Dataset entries
Segment Open

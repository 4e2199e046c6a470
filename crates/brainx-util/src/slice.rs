//! # Tensor Slicing
//!
//! Pulls a single `(nodes, nodes)` connectivity matrix out of a stacked
//! correlation tensor, and writes one back.
//!
//! ## Axis Layout
//!
//! | Rank | Shape | Index order |
//! |------|-------|-------------|
//! | 4 | `(blocks, subjects, nodes, nodes)` | `(subject, block)` |
//! | 5 | `(subcond, blocks, subjects, nodes, nodes)` | `(subject, block, subcond)` |
//!
//! Indices are bounds-checked against their axis; there is no wraparound.

use ndarray::{Array2, ArrayBase, ArrayD, Axis, Data, Ix2, IxDyn};
use serde::{Deserialize, Serialize};

use brainx_core::{BrainxError, Result, ShapeError};

// ---------------------------------------------------------------------------
// SliceIndex
// ---------------------------------------------------------------------------

/// Leading indices selecting one matrix from a stacked tensor.
#[derive(Debug, Clone, Copy, PartialEq, Eq, Hash, Serialize, Deserialize)]
pub struct SliceIndex {
    /// Subject index.
    pub subject: usize,
    /// Block index.
    pub block: usize,
    /// Sub-condition index. Required for rank-5 tensors only.
    #[serde(default)]
    pub subcond: Option<usize>,
}

impl SliceIndex {
    /// Index into a rank-4 tensor.
    pub fn new(subject: usize, block: usize) -> Self {
        Self {
            subject,
            block,
            subcond: None,
        }
    }

    /// Add a sub-condition index, for rank-5 tensors.
    pub fn with_subcondition(self, subcond: usize) -> Self {
        Self {
            subcond: Some(subcond),
            ..self
        }
    }

    /// Validate against `shape` and return the leading indices in tensor
    /// axis order (outermost first).
    fn resolve(&self, shape: &[usize]) -> Result<Vec<usize>> {
        let rank = shape.len();
        let axes: Vec<(&'static str, usize)> = match (rank, self.subcond) {
            (4, None) => vec![("block", self.block), ("subject", self.subject)],
            (5, Some(subcond)) => vec![
                ("subcond", subcond),
                ("block", self.block),
                ("subject", self.subject),
            ],
            (4, Some(_)) => return Err(ShapeError::RankMismatch { rank, indices: 3 }.into()),
            (5, None) => return Err(ShapeError::RankMismatch { rank, indices: 2 }.into()),
            _ => return Err(ShapeError::UnsupportedRank { rank }.into()),
        };

        let (rows, cols) = (shape[rank - 2], shape[rank - 1]);
        if rows != cols {
            return Err(ShapeError::NotSquare { rows, cols }.into());
        }

        for (position, &(axis, index)) in axes.iter().enumerate() {
            let len = shape[position];
            if index >= len {
                return Err(BrainxError::IndexOutOfRange { axis, index, len });
            }
        }

        Ok(axes.into_iter().map(|(_, index)| index).collect())
    }
}

// ---------------------------------------------------------------------------
// slice_data / embed_slice
// ---------------------------------------------------------------------------

/// Return an owned copy of the `(nodes, nodes)` matrix at `index`.
///
/// # Errors
///
/// - [`BrainxError::IndexOutOfRange`] when any index is `>=` its axis length.
/// - [`ShapeError::UnsupportedRank`] for tensors that are not rank 4 or 5.
/// - [`ShapeError::RankMismatch`] when the presence of `subcond` does not
///   match the rank.
/// - [`ShapeError::NotSquare`] when the trailing axes differ.
pub fn slice_data<S>(tensor: &ArrayBase<S, IxDyn>, index: SliceIndex) -> Result<Array2<f64>>
where
    S: Data<Elem = f64>,
{
    let leading = index.resolve(tensor.shape())?;

    let mut view = tensor.view();
    for i in leading {
        view = view.index_axis_move(Axis(0), i);
    }
    let matrix = view
        .into_dimensionality::<Ix2>()
        .map_err(|_| ShapeError::UnsupportedRank {
            rank: tensor.ndim(),
        })?;
    Ok(matrix.to_owned())
}

/// Return a copy of `tensor` with `slice` written at `index`.
///
/// The inverse of [`slice_data`]: slicing the result at the same index
/// yields `slice` exactly. The input tensor is left untouched.
pub fn embed_slice<S, T>(
    tensor: &ArrayBase<S, IxDyn>,
    index: SliceIndex,
    slice: &ArrayBase<T, Ix2>,
) -> Result<ArrayD<f64>>
where
    S: Data<Elem = f64>,
    T: Data<Elem = f64>,
{
    let leading = index.resolve(tensor.shape())?;
    let nodes = tensor.shape()[tensor.ndim() - 1];
    if slice.dim() != (nodes, nodes) {
        return Err(ShapeError::SliceShape {
            expected: (nodes, nodes),
            actual: slice.dim(),
        }
        .into());
    }

    let mut out = tensor.to_owned();
    {
        let mut view = out.view_mut();
        for i in leading {
            view = view.index_axis_move(Axis(0), i);
        }
        let mut target = view
            .into_dimensionality::<Ix2>()
            .map_err(|_| ShapeError::UnsupportedRank {
                rank: tensor.ndim(),
            })?;
        target.assign(slice);
    }
    Ok(out)
}

#[cfg(test)]
mod tests {
    use super::*;
    use ndarray::{Array, Array4, Array5};

    /// Tensor whose every element encodes its own position, so slices
    /// can be checked by value rather than only by shape.
    fn positional_4d(blocks: usize, subjects: usize, nodes: usize) -> ArrayD<f64> {
        Array4::from_shape_fn((blocks, subjects, nodes, nodes), |(b, s, i, j)| {
            (b * 1000 + s * 100 + i * 10 + j) as f64
        })
        .into_dyn()
    }

    #[test]
    fn slices_have_node_by_node_shape() {
        let (subcond, blocks, subjects, nodes) = (5, 10, 20, 4);
        let data_4d = Array4::<f64>::ones((blocks, subjects, nodes, nodes)).into_dyn();
        let data_5d = Array5::<f64>::ones((subcond, blocks, subjects, nodes, nodes)).into_dyn();

        let sym_4d = slice_data(&data_4d, SliceIndex::new(subjects - 1, blocks - 1)).unwrap();
        let sym_5d = slice_data(
            &data_5d,
            SliceIndex::new(subjects - 1, blocks - 1).with_subcondition(subcond - 1),
        )
        .unwrap();

        assert_eq!(sym_4d.dim(), (nodes, nodes));
        assert_eq!(sym_5d.dim(), (nodes, nodes));
    }

    #[test]
    fn rank_four_selects_block_then_subject() {
        let data = positional_4d(3, 2, 3);
        let m = slice_data(&data, SliceIndex::new(1, 2)).unwrap();
        assert_eq!(m[[0, 0]], 2100.0);
        assert_eq!(m[[2, 1]], 2121.0);
    }

    #[test]
    fn rank_five_selects_subcond_block_subject() {
        let data = Array5::from_shape_fn((2, 3, 4, 2, 2), |(c, b, s, i, j)| {
            (c * 10000 + b * 1000 + s * 100 + i * 10 + j) as f64
        })
        .into_dyn();
        let m = slice_data(&data, SliceIndex::new(3, 2).with_subcondition(1)).unwrap();
        assert_eq!(m[[0, 0]], 12300.0);
        assert_eq!(m[[1, 0]], 12310.0);
    }

    #[test]
    fn out_of_range_subject_fails() {
        let data = positional_4d(10, 20, 4);
        let err = slice_data(&data, SliceIndex::new(20, 0)).unwrap_err();
        assert_eq!(
            err,
            BrainxError::IndexOutOfRange {
                axis: "subject",
                index: 20,
                len: 20
            }
        );
    }

    #[test]
    fn out_of_range_block_fails() {
        let data = positional_4d(10, 20, 4);
        let err = slice_data(&data, SliceIndex::new(0, 10)).unwrap_err();
        assert!(matches!(
            err,
            BrainxError::IndexOutOfRange { axis: "block", index: 10, len: 10 }
        ));
    }

    #[test]
    fn out_of_range_subcond_fails() {
        let data = Array5::<f64>::zeros((5, 10, 20, 4, 4)).into_dyn();
        let err = slice_data(&data, SliceIndex::new(0, 0).with_subcondition(5)).unwrap_err();
        assert!(matches!(
            err,
            BrainxError::IndexOutOfRange { axis: "subcond", index: 5, len: 5 }
        ));
    }

    #[test]
    fn rank_five_without_subcond_is_rejected() {
        let data = Array5::<f64>::zeros((5, 10, 20, 4, 4)).into_dyn();
        let err = slice_data(&data, SliceIndex::new(20, 10)).unwrap_err();
        assert_eq!(
            err,
            BrainxError::Shape(ShapeError::RankMismatch { rank: 5, indices: 2 })
        );
    }

    #[test]
    fn rank_four_with_subcond_is_rejected() {
        let data = positional_4d(2, 2, 2);
        let err = slice_data(&data, SliceIndex::new(0, 0).with_subcondition(0)).unwrap_err();
        assert_eq!(
            err,
            BrainxError::Shape(ShapeError::RankMismatch { rank: 4, indices: 3 })
        );
    }

    #[test]
    fn unsupported_ranks_are_rejected() {
        let data = Array::<f64, _>::zeros((3, 4, 4)).into_dyn();
        let err = slice_data(&data, SliceIndex::new(0, 0)).unwrap_err();
        assert_eq!(err, BrainxError::Shape(ShapeError::UnsupportedRank { rank: 3 }));
    }

    #[test]
    fn non_square_trailing_axes_are_rejected() {
        let data = Array4::<f64>::zeros((2, 2, 3, 4)).into_dyn();
        let err = slice_data(&data, SliceIndex::new(0, 0)).unwrap_err();
        assert_eq!(
            err,
            BrainxError::Shape(ShapeError::NotSquare { rows: 3, cols: 4 })
        );
    }

    #[test]
    fn slicing_does_not_mutate_source() {
        let data = positional_4d(2, 2, 3);
        let before = data.clone();
        let _ = slice_data(&data, SliceIndex::new(1, 1)).unwrap();
        assert_eq!(data, before);
    }

    #[test]
    fn embed_then_slice_round_trips() {
        let source = positional_4d(3, 4, 5);
        let index = SliceIndex::new(2, 1);
        let original = slice_data(&source, index).unwrap();

        let zeros = ArrayD::<f64>::zeros(source.raw_dim());
        let embedded = embed_slice(&zeros, index, &original).unwrap();

        assert_eq!(slice_data(&embedded, index).unwrap(), original);
        // Only the target slice was written.
        assert_eq!(embedded.sum(), original.sum());
        assert_eq!(zeros.sum(), 0.0);
    }

    #[test]
    fn embed_rejects_wrong_slice_shape() {
        let zeros = Array4::<f64>::zeros((2, 2, 3, 3)).into_dyn();
        let slice = Array2::<f64>::ones((2, 2));
        let err = embed_slice(&zeros, SliceIndex::new(0, 0), &slice).unwrap_err();
        assert_eq!(
            err,
            BrainxError::Shape(ShapeError::SliceShape {
                expected: (3, 3),
                actual: (2, 2)
            })
        );
    }

    #[test]
    fn slice_index_deserializes_without_subcond() {
        let index: SliceIndex = serde_yaml::from_str("subject: 3\nblock: 1\n").unwrap();
        assert_eq!(index, SliceIndex::new(3, 1));
    }
}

Segment Closed

TASK DETAILS —
Look through the records above for the string "SliceShape", then copy every line that has it.

RESPONSE TO THIS EXERCISE —
        return Err(ShapeError::SliceShape {
            BrainxError::Shape(ShapeError::SliceShape {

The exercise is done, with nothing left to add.